#### GIVEN RECORDS ####

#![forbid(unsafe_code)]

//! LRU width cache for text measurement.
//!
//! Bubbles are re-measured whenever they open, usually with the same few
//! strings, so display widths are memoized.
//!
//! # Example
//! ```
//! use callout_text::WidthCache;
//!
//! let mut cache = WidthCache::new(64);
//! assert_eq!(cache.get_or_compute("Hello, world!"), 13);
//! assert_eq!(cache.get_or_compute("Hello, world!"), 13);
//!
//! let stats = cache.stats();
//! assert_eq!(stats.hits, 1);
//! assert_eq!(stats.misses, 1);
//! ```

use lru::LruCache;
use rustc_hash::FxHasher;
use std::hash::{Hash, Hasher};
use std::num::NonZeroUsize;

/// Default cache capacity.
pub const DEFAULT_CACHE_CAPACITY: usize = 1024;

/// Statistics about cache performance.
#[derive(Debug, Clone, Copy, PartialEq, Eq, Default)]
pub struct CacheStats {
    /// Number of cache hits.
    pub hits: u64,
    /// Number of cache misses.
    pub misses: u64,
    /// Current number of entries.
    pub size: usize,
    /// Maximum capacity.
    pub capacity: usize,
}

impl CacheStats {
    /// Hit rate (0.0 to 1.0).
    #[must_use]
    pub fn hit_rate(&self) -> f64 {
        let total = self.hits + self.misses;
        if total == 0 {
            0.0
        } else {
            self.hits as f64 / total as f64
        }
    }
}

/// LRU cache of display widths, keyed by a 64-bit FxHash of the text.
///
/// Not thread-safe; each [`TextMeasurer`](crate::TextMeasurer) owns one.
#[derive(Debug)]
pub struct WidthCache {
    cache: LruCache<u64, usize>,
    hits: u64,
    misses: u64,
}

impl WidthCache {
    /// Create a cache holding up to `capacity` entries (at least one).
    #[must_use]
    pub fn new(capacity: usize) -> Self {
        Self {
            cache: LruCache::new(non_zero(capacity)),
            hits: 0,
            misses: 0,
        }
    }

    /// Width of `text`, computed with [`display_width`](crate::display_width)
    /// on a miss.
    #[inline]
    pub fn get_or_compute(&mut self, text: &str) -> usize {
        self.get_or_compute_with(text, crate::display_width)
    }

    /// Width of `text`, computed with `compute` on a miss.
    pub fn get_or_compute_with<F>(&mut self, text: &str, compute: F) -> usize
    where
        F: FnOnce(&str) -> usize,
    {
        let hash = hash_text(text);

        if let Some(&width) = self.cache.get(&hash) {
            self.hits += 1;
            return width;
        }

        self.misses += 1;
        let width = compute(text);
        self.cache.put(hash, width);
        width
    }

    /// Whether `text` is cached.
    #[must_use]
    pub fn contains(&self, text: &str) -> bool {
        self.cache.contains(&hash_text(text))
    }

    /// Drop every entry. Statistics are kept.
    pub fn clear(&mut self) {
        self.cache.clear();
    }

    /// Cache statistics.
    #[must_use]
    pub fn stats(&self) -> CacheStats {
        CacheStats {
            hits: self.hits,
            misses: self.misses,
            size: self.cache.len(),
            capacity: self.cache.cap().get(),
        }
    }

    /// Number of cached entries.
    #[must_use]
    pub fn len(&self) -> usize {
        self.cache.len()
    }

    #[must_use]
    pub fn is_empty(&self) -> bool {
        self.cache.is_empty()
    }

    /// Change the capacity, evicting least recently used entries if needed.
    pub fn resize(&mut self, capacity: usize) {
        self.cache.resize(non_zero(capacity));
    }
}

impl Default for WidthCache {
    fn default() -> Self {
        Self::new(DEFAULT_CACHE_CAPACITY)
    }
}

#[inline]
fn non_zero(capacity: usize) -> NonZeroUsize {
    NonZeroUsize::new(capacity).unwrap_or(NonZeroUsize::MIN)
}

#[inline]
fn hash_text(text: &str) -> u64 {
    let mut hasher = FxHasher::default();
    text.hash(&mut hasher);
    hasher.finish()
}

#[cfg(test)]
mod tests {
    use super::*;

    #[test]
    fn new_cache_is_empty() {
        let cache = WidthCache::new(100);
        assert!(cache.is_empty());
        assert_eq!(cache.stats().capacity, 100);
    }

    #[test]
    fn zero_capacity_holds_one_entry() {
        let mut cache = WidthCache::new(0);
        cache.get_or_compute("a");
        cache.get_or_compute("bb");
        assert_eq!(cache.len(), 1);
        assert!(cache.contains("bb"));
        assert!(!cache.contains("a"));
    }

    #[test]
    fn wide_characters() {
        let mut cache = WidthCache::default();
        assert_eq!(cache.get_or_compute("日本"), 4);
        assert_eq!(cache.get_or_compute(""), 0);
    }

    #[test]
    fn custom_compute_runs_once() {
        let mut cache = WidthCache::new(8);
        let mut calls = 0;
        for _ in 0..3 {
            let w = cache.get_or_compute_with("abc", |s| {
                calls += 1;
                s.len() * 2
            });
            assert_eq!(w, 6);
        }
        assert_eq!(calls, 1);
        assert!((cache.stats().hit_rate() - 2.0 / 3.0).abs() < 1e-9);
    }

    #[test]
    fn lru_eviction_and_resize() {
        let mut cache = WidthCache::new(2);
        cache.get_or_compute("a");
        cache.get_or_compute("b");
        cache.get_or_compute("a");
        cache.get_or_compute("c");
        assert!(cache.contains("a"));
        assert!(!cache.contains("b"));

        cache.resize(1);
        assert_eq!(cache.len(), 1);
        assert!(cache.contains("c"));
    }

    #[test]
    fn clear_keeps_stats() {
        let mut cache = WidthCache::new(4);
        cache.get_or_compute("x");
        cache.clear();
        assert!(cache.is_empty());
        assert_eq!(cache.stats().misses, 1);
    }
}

####
#### GIVEN RECORDS ####

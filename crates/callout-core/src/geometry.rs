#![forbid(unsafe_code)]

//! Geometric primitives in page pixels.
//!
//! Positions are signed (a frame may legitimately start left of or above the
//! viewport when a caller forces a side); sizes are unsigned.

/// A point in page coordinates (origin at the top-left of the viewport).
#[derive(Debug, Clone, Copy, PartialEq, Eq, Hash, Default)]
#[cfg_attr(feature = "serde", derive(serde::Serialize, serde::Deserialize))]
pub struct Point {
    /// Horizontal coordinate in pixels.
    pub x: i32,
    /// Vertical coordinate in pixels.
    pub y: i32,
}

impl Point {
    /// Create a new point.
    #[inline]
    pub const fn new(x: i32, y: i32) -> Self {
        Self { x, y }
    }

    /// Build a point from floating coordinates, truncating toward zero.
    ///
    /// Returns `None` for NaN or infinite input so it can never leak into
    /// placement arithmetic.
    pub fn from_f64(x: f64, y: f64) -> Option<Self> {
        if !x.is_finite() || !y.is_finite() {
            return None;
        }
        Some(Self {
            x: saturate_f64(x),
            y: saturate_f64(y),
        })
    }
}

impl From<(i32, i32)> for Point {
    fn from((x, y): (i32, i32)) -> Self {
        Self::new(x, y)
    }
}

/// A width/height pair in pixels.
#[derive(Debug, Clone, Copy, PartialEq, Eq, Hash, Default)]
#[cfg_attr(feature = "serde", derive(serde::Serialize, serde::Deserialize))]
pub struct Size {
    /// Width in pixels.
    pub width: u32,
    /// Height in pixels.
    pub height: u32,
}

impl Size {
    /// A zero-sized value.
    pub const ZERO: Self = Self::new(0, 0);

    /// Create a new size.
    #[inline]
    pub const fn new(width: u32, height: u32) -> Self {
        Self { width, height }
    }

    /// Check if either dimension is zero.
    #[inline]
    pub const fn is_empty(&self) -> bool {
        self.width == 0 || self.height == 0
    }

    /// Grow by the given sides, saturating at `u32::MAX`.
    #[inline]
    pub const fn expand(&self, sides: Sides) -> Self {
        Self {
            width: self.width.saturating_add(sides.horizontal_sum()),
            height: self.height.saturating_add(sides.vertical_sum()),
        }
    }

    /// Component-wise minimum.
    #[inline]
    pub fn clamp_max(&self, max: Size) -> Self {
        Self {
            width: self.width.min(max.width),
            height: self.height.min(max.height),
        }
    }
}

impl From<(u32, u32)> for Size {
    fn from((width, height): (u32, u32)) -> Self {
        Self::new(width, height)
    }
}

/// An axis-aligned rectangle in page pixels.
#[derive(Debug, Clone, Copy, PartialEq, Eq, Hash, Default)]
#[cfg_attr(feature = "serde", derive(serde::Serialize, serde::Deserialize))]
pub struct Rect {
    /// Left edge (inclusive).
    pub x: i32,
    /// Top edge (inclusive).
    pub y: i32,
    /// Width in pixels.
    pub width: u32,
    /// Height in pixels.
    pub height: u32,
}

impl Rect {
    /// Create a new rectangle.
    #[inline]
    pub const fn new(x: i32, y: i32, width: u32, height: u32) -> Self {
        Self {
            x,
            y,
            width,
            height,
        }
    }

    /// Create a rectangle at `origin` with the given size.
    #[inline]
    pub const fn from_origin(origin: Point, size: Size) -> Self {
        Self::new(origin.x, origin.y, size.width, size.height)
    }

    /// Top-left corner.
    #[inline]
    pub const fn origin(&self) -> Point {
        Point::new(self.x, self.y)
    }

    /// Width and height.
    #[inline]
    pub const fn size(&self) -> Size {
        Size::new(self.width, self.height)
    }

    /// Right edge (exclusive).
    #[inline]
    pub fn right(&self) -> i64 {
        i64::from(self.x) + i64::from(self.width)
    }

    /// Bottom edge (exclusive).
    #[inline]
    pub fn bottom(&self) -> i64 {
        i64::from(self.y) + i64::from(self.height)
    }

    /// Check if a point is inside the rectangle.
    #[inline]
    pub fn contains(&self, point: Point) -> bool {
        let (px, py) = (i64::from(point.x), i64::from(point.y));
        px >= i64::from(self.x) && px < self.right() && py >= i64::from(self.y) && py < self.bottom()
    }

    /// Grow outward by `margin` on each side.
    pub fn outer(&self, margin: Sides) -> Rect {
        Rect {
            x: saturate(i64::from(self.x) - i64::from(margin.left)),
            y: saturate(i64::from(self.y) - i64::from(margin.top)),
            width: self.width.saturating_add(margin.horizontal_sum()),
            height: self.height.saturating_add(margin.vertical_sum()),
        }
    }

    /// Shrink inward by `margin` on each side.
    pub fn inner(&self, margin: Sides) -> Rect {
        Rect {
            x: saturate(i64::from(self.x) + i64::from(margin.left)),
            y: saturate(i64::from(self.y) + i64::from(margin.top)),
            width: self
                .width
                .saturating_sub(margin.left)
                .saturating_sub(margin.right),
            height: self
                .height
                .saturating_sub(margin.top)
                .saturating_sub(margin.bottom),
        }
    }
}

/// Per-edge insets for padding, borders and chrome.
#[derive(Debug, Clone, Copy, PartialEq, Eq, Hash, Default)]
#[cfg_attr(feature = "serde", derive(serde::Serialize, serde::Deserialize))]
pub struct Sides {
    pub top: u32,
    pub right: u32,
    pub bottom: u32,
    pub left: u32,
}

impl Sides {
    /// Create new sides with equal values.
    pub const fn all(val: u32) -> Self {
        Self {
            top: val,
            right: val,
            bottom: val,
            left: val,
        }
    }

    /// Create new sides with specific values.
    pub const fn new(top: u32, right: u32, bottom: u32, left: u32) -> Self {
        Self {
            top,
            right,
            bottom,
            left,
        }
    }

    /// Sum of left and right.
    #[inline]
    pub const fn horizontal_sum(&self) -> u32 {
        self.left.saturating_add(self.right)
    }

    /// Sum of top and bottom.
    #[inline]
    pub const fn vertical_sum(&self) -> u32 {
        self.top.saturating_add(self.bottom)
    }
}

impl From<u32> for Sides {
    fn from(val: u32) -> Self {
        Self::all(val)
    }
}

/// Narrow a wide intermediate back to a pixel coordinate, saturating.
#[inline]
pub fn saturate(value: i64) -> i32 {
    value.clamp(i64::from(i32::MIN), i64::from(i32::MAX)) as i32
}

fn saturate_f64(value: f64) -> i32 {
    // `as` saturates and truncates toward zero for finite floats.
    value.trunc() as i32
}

####
#### GIVEN RECORDS ####

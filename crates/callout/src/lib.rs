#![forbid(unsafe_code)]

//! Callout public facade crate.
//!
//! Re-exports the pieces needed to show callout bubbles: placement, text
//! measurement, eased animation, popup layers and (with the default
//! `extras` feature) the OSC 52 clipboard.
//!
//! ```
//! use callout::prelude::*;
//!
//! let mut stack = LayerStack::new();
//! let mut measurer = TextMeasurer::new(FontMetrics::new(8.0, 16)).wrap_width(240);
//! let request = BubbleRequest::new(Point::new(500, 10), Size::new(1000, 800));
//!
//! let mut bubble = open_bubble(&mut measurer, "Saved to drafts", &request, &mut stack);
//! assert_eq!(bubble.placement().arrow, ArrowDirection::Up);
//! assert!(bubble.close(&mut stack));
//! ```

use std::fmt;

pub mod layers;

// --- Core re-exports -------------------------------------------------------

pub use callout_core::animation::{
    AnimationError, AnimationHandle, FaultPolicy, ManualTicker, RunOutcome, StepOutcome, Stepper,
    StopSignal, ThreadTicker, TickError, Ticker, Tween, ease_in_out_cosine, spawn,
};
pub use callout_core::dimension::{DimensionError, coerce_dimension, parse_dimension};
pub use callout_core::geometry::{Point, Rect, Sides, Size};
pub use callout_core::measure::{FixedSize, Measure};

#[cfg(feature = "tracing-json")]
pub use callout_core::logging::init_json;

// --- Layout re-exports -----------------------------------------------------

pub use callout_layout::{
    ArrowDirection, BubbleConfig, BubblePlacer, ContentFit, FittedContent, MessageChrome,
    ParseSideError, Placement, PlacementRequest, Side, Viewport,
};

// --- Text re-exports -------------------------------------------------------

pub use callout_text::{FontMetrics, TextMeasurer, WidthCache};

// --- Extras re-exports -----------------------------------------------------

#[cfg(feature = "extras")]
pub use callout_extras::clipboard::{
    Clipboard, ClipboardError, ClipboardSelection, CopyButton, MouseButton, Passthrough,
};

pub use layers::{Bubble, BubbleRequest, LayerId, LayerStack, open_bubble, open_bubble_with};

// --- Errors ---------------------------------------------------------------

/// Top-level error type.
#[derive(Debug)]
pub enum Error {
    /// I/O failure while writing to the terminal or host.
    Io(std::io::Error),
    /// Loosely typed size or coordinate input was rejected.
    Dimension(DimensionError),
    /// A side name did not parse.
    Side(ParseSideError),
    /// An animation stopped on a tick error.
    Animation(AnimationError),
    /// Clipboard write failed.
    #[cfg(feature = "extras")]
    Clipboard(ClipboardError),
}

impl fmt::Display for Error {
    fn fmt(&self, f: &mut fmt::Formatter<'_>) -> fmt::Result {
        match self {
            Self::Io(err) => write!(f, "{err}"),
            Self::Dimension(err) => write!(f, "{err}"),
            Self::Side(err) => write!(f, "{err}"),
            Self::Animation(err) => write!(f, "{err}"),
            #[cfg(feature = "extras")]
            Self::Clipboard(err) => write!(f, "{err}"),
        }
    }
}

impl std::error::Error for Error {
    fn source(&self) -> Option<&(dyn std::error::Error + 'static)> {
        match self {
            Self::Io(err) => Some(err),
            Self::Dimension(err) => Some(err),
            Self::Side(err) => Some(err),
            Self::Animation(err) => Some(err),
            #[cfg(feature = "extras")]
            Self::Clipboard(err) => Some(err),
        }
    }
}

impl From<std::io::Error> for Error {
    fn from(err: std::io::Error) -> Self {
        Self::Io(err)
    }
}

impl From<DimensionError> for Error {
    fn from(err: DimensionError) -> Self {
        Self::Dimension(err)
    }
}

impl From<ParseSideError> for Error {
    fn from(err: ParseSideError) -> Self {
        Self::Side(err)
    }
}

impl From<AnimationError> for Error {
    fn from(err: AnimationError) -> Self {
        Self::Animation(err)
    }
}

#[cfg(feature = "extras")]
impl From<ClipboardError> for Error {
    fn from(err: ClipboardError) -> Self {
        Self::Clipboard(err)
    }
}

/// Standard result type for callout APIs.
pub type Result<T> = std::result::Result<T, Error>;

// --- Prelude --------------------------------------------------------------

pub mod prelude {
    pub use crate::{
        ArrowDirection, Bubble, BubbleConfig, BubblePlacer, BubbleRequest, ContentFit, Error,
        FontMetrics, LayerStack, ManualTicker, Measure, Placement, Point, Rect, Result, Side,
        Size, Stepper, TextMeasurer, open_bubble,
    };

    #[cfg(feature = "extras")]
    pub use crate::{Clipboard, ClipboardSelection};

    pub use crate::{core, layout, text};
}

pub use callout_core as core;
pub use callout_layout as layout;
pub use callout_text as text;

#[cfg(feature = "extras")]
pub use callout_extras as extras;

####

EXERCISE GOAL
Where a line of the records includes "needed", copy it.

ANSWER FOR THIS EXERCISE
    /// Change the capacity, evicting least recently used entries if needed.
//! Re-exports the pieces needed to show callout bubbles: placement, text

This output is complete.